(WORK REQUIRED):
Give back the data below exactly, with every line kept the same.

---- INFORMATION GIVEN

use course_assignment_config::ConfigError;
use course_assignment_frontend::error::FormError;

#[derive(thiserror::Error, Debug)]
pub enum ClientError {
    #[error("hyper {0}")]
    Hyper(#[from] hyper::Error),
    #[error("hyper http {0}")]
    HyperHttp(#[from] hyper::http::Error),
    #[error("io {0}")]
    Io(#[from] std::io::Error),
    #[error("invalid server url: {0}")]
    InvalidUri(#[from] hyper::http::uri::InvalidUri),
    #[error("server url {0} has no host")]
    MissingHost(String),
    #[error("unsupported url scheme {0}, only http is spoken")]
    UnsupportedScheme(String),
    #[error("form {0}")]
    Form(#[from] FormError),
    #[error("{0}")]
    Config(#[from] ConfigError),
}
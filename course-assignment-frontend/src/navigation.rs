use core::str::FromStr;
use std::convert::Infallible;

use course_assignment_config::UiConfig;

/// How the current document was reached, as reported by the navigation
/// timing entry.
#[derive(Debug, Clone, PartialEq, Eq)]
pub enum NavigationType {
    Navigate,
    Reload,
    BackForward,
    Prerender,
    Other(String),
}

impl FromStr for NavigationType {
    type Err = Infallible;

    fn from_str(value: &str) -> Result<Self, Self::Err> {
        Ok(match value {
            "navigate" => Self::Navigate,
            "reload" => Self::Reload,
            "back_forward" => Self::BackForward,
            "prerender" => Self::Prerender,
            other => Self::Other(other.to_owned()),
        })
    }
}

#[derive(Debug, Clone, Copy)]
pub struct NavigationGuard {
    enabled: bool,
}

impl NavigationGuard {
    #[must_use]
    pub const fn new(ui: &UiConfig) -> Self {
        Self {
            enabled: ui.confirm_unload,
        }
    }

    /// Whether unloading should ask for confirmation. `None` means the
    /// navigation type is unknown.
    #[must_use]
    pub const fn should_confirm(&self, navigation: Option<&NavigationType>) -> bool {
        self.enabled
            && matches!(
                navigation,
                Some(NavigationType::Navigate | NavigationType::BackForward)
            )
    }
}
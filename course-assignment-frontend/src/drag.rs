use std::collections::HashMap;

use course_assignment_config::{Config, UiConfig};
use http::Method;
use serde::Serialize;
use tracing::{debug, warn};

use crate::element_id::{extract_numeric_id, selector, DropTarget};
use crate::error::FormError;
use crate::page::{Page, Swap};

/// Data carried from drag start to drop.
#[derive(Debug, Clone, Default)]
pub struct DataTransfer {
    data: HashMap<String, String>,
}

impl DataTransfer {
    pub fn set_data(&mut self, key: &str, value: impl Into<String>) {
        self.data.insert(key.to_owned(), value.into());
    }

    /// Missing keys read as the empty string.
    #[must_use]
    pub fn get_data(&self, key: &str) -> &str {
        self.data.get(key).map_or("", String::as_str)
    }
}

#[derive(Debug, Clone, Default)]
pub struct DragEvent {
    pub target: String,
    /// Id of the element the handler is attached to.
    pub current_target: String,
    pub data_transfer: DataTransfer,
    default_prevented: bool,
}

impl DragEvent {
    #[must_use]
    pub fn new(target: impl Into<String>) -> Self {
        let target = target.into();
        Self {
            current_target: target.clone(),
            target,
            ..Self::default()
        }
    }

    /// Event for a handler attached to `current_target` that was dispatched
    /// to a descendant `target`.
    #[must_use]
    pub fn bubbled(target: impl Into<String>, current_target: impl Into<String>) -> Self {
        Self {
            target: target.into(),
            current_target: current_target.into(),
            ..Self::default()
        }
    }

    #[must_use]
    pub fn with_data_transfer(mut self, data_transfer: DataTransfer) -> Self {
        self.data_transfer = data_transfer;
        self
    }

    pub fn prevent_default(&mut self) {
        self.default_prevented = true;
    }

    #[must_use]
    pub const fn default_prevented(&self) -> bool {
        self.default_prevented
    }
}

/// Form values of an assignment change. Without a course id the participant
/// becomes unassigned.
#[derive(Debug, Clone, PartialEq, Eq, Serialize)]
pub struct AssignmentPayload {
    #[serde(rename = "participant-id", skip_serializing_if = "Option::is_none")]
    pub participant_id: Option<String>,
    #[serde(rename = "course-id", skip_serializing_if = "Option::is_none")]
    pub course_id: Option<String>,
}

impl AssignmentPayload {
    pub fn encode(&self) -> Result<String, FormError> {
        Ok(serde_urlencoded::to_string(self)?)
    }
}

/// A request whose response replaces the markup of `target`.
#[derive(Debug, Clone, PartialEq, Eq)]
pub struct AjaxRequest {
    pub method: Method,
    pub path: String,
    /// `#<id>` of the region the response is swapped into.
    pub target: String,
    pub swap: Swap,
    pub values: AssignmentPayload,
}

#[derive(Debug, Clone)]
pub struct DragAssign {
    drag_data_key: String,
    drop_ready_class: String,
    unassigned_id: String,
    assignments_path: String,
}

impl DragAssign {
    #[must_use]
    pub fn new(ui: &UiConfig, assignments_path: impl Into<String>) -> Self {
        Self {
            drag_data_key: ui.drag_data_key.clone(),
            drop_ready_class: ui.drop_ready_class.clone(),
            unassigned_id: ui.unassigned_id.clone(),
            assignments_path: assignments_path.into(),
        }
    }

    #[must_use]
    pub fn from_config(config: &Config) -> Self {
        Self::new(&config.ui, config.assignments_path.clone())
    }

    pub fn drag_start(&self, event: &mut DragEvent) {
        debug!(participant = %event.target, "drag start");
        let id = event.target.clone();
        event.data_transfer.set_data(&self.drag_data_key, id);
    }

    pub fn allow_drop(&self, page: &mut Page, event: &mut DragEvent) {
        event.prevent_default();
        page.add_class(&event.target, &self.drop_ready_class);
    }

    pub fn drag_leave(&self, page: &mut Page, event: &mut DragEvent) {
        event.prevent_default();
        page.remove_class(&event.target, &self.drop_ready_class);
    }

    pub fn drop(&self, page: &mut Page, event: &mut DragEvent) -> AjaxRequest {
        event.prevent_default();

        page.remove_class(&event.current_target, &self.drop_ready_class);
        page.remove_class(&event.target, &self.drop_ready_class);

        let participant_element_id = event.data_transfer.get_data(&self.drag_data_key);
        let participant_id = extract_numeric_id(participant_element_id);
        if participant_id.is_none() {
            warn!(
                participant = participant_element_id,
                "dragged element id has no numeric part"
            );
        }

        let target = DropTarget::classify(&event.target, &self.unassigned_id);
        if let DropTarget::Other(id) = target {
            warn!(drop_target = id, "drop target id has no numeric part");
        }

        let values = AssignmentPayload {
            participant_id: participant_id.map(str::to_owned),
            course_id: target.course_id().map(str::to_owned),
        };
        debug!(?values, "drop");

        AjaxRequest {
            method: Method::PUT,
            path: self.assignments_path.clone(),
            target: selector(participant_element_id),
            swap: Swap::InnerHtml,
            values,
        }
    }
}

--------

(ANSWER BELOW):
use course_assignment_config::ConfigError;
use course_assignment_frontend::error::FormError;

#[derive(thiserror::Error, Debug)]
pub enum ClientError {
    #[error("hyper {0}")]
    Hyper(#[from] hyper::Error),
    #[error("hyper http {0}")]
    HyperHttp(#[from] hyper::http::Error),
    #[error("io {0}")]
    Io(#[from] std::io::Error),
    #[error("invalid server url: {0}")]
    InvalidUri(#[from] hyper::http::uri::InvalidUri),
    #[error("server url {0} has no host")]
    MissingHost(String),
    #[error("unsupported url scheme {0}, only http is spoken")]
    UnsupportedScheme(String),
    #[error("form {0}")]
    Form(#[from] FormError),
    #[error("{0}")]
    Config(#[from] ConfigError),
}
filename course-assignment-frontend/src/navigation.rs
use core::str::FromStr;
use std::convert::Infallible;

use course_assignment_config::UiConfig;

/// How the current document was reached, as reported by the navigation
/// timing entry.
#[derive(Debug, Clone, PartialEq, Eq)]
pub enum NavigationType {
    Navigate,
    Reload,
    BackForward,
    Prerender,
    Other(String),
}

impl FromStr for NavigationType {
    type Err = Infallible;

    fn from_str(value: &str) -> Result<Self, Self::Err> {
        Ok(match value {
            "navigate" => Self::Navigate,
            "reload" => Self::Reload,
            "back_forward" => Self::BackForward,
            "prerender" => Self::Prerender,
            other => Self::Other(other.to_owned()),
        })
    }
}

#[derive(Debug, Clone, Copy)]
pub struct NavigationGuard {
    enabled: bool,
}

impl NavigationGuard {
    #[must_use]
    pub const fn new(ui: &UiConfig) -> Self {
        Self {
            enabled: ui.confirm_unload,
        }
    }

    /// Whether unloading should ask for confirmation. `None` means the
    /// navigation type is unknown.
    #[must_use]
    pub const fn should_confirm(&self, navigation: Option<&NavigationType>) -> bool {
        self.enabled
            && matches!(
                navigation,
                Some(NavigationType::Navigate | NavigationType::BackForward)
            )
    }
}
filename course-assignment-frontend/src/drag.rs
use std::collections::HashMap;

use course_assignment_config::{Config, UiConfig};
use http::Method;
use serde::Serialize;
use tracing::{debug, warn};

use crate::element_id::{extract_numeric_id, selector, DropTarget};
use crate::error::FormError;
use crate::page::{Page, Swap};

/// Data carried from drag start to drop.
#[derive(Debug, Clone, Default)]
pub struct DataTransfer {
    data: HashMap<String, String>,
}

impl DataTransfer {
    pub fn set_data(&mut self, key: &str, value: impl Into<String>) {
        self.data.insert(key.to_owned(), value.into());
    }

    /// Missing keys read as the empty string.
    #[must_use]
    pub fn get_data(&self, key: &str) -> &str {
        self.data.get(key).map_or("", String::as_str)
    }
}

#[derive(Debug, Clone, Default)]
pub struct DragEvent {
    pub target: String,
    /// Id of the element the handler is attached to.
    pub current_target: String,
    pub data_transfer: DataTransfer,
    default_prevented: bool,
}

impl DragEvent {
    #[must_use]
    pub fn new(target: impl Into<String>) -> Self {
        let target = target.into();
        Self {
            current_target: target.clone(),
            target,
            ..Self::default()
        }
    }

    /// Event for a handler attached to `current_target` that was dispatched
    /// to a descendant `target`.
    #[must_use]
    pub fn bubbled(target: impl Into<String>, current_target: impl Into<String>) -> Self {
        Self {
            target: target.into(),
            current_target: current_target.into(),
            ..Self::default()
        }
    }

    #[must_use]
    pub fn with_data_transfer(mut self, data_transfer: DataTransfer) -> Self {
        self.data_transfer = data_transfer;
        self
    }

    pub fn prevent_default(&mut self) {
        self.default_prevented = true;
    }

    #[must_use]
    pub const fn default_prevented(&self) -> bool {
        self.default_prevented
    }
}

/// Form values of an assignment change. Without a course id the participant
/// becomes unassigned.
#[derive(Debug, Clone, PartialEq, Eq, Serialize)]
pub struct AssignmentPayload {
    #[serde(rename = "participant-id", skip_serializing_if = "Option::is_none")]
    pub participant_id: Option<String>,
    #[serde(rename = "course-id", skip_serializing_if = "Option::is_none")]
    pub course_id: Option<String>,
}

impl AssignmentPayload {
    pub fn encode(&self) -> Result<String, FormError> {
        Ok(serde_urlencoded::to_string(self)?)
    }
}

/// A request whose response replaces the markup of `target`.
#[derive(Debug, Clone, PartialEq, Eq)]
pub struct AjaxRequest {
    pub method: Method,
    pub path: String,
    /// `#<id>` of the region the response is swapped into.
    pub target: String,
    pub swap: Swap,
    pub values: AssignmentPayload,
}

#[derive(Debug, Clone)]
pub struct DragAssign {
    drag_data_key: String,
    drop_ready_class: String,
    unassigned_id: String,
    assignments_path: String,
}

impl DragAssign {
    #[must_use]
    pub fn new(ui: &UiConfig, assignments_path: impl Into<String>) -> Self {
        Self {
            drag_data_key: ui.drag_data_key.clone(),
            drop_ready_class: ui.drop_ready_class.clone(),
            unassigned_id: ui.unassigned_id.clone(),
            assignments_path: assignments_path.into(),
        }
    }

    #[must_use]
    pub fn from_config(config: &Config) -> Self {
        Self::new(&config.ui, config.assignments_path.clone())
    }

    pub fn drag_start(&self, event: &mut DragEvent) {
        debug!(participant = %event.target, "drag start");
        let id = event.target.clone();
        event.data_transfer.set_data(&self.drag_data_key, id);
    }

    pub fn allow_drop(&self, page: &mut Page, event: &mut DragEvent) {
        event.prevent_default();
        page.add_class(&event.target, &self.drop_ready_class);
    }

    pub fn drag_leave(&self, page: &mut Page, event: &mut DragEvent) {
        event.prevent_default();
        page.remove_class(&event.target, &self.drop_ready_class);
    }

    pub fn drop(&self, page: &mut Page, event: &mut DragEvent) -> AjaxRequest {
        event.prevent_default();

        page.remove_class(&event.current_target, &self.drop_ready_class);
        page.remove_class(&event.target, &self.drop_ready_class);

        let participant_element_id = event.data_transfer.get_data(&self.drag_data_key);
        let participant_id = extract_numeric_id(participant_element_id);
        if participant_id.is_none() {
            warn!(
                participant = participant_element_id,
                "dragged element id has no numeric part"
            );
        }

        let target = DropTarget::classify(&event.target, &self.unassigned_id);
        if let DropTarget::Other(id) = target {
            warn!(drop_target = id, "drop target id has no numeric part");
        }

        let values = AssignmentPayload {
            participant_id: participant_id.map(str::to_owned),
            course_id: target.course_id().map(str::to_owned),
        };
        debug!(?values, "drop");

        AjaxRequest {
            method: Method::PUT,
            path: self.assignments_path.clone(),
            target: selector(participant_element_id),
            swap: Swap::InnerHtml,
            values,
        }
    }
}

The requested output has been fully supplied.